In February of 1984, I took part in a wonderful program called the Oregon Youth Legislature. For one week during the spring, high school students from around the state gathered in our capitol building to put on a mock legislature. Students wrote bills they wanted to see enacted into law, walked them through the committee process, and if they survived, presented those bills on the floor of the State Legislature to their fellow students.
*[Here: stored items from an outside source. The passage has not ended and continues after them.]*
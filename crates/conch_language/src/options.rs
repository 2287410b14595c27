//! Compiler configuration.

#[cfg(feature = "serde")]
use serde::{Deserialize, Serialize};

/// What an unredirected descriptor below the highest redirected one means.
///
/// A form redirecting only fd 2 gets a port table of length 3; slots 0 and
/// 1 carry no override and this policy tells the evaluator what to do.
#[derive(Clone, Copy, Debug, Default, PartialEq, Eq)]
#[cfg_attr(feature = "serde", derive(Serialize, Deserialize))]
#[cfg_attr(feature = "serde", serde(rename_all = "kebab-case"))]
pub enum UnsetPort {
    /// Use the stream the enclosing context provides.
    #[default]
    Inherit,
    /// Treat the descriptor as closed.
    Close,
}

/// Options for one compile call.
#[derive(Clone, Debug, PartialEq, Eq)]
#[cfg_attr(feature = "serde", derive(Serialize, Deserialize))]
#[cfg_attr(feature = "serde", serde(default))]
pub struct CompileOptions {
    /// Policy for port table slots with no redirection.
    pub unset_ports: UnsetPort,
    /// Permission bits for files created by redirections.
    pub file_mode: u32,
}

impl Default for CompileOptions {
    fn default() -> Self {
        Self {
            unset_ports: UnsetPort::Inherit,
            file_mode: 0o644,
        }
    }
}

impl CompileOptions {
    /// Builder method to set the unset-port policy.
    #[must_use]
    pub fn with_unset_ports(mut self, policy: UnsetPort) -> Self {
        self.unset_ports = policy;
        self
    }

    /// Builder method to set the file creation mode.
    #[must_use]
    pub fn with_file_mode(mut self, mode: u32) -> Self {
        self.file_mode = mode;
        self
    }
}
I was appointed to serve as a state senator, and with my friend Rob Brabish, we wrote a bill requiring public schools to present creationism as an alternative if evolution was also presented in the school. The bill passed committee, I gave an impassioned speech for approval from the senate floor, and after a standing ovation, the bill was passed. Then our youth governor, Jay Goldsmith, vetoed it after heavy lobbying by several other students.
There came a time in the process, when all the members of the senate made a dignified procession to the house chamber to hear the student governor explain his agenda for the session. Both chambers in the Oregon Capitol Building are separated by polished marble stairs, and we made our way across the rotunda. About half-way down the stairs I lost my stride on the shiny floor and tumbled head-over-heels to the rotunda floor. So much for dignified.
Pride goes before destruction, and a haughty spirit before a fall (Proverbs 16:18).
There’s nothing wrong with taking pride in our accomplishments and achievements. The problem comes when we think of ourselves more highly than we ought (Romans 12:3). God has a way of bringing us back to reality when we fail to keep a humble heart about ourselves. He wants us to think of ourselves not more than – nor less than – He thinks of us. That day in Salem, God humbled me. I wish it had been the last time He had to humble my proud heart. It wasn’t. God will have to keep working on me.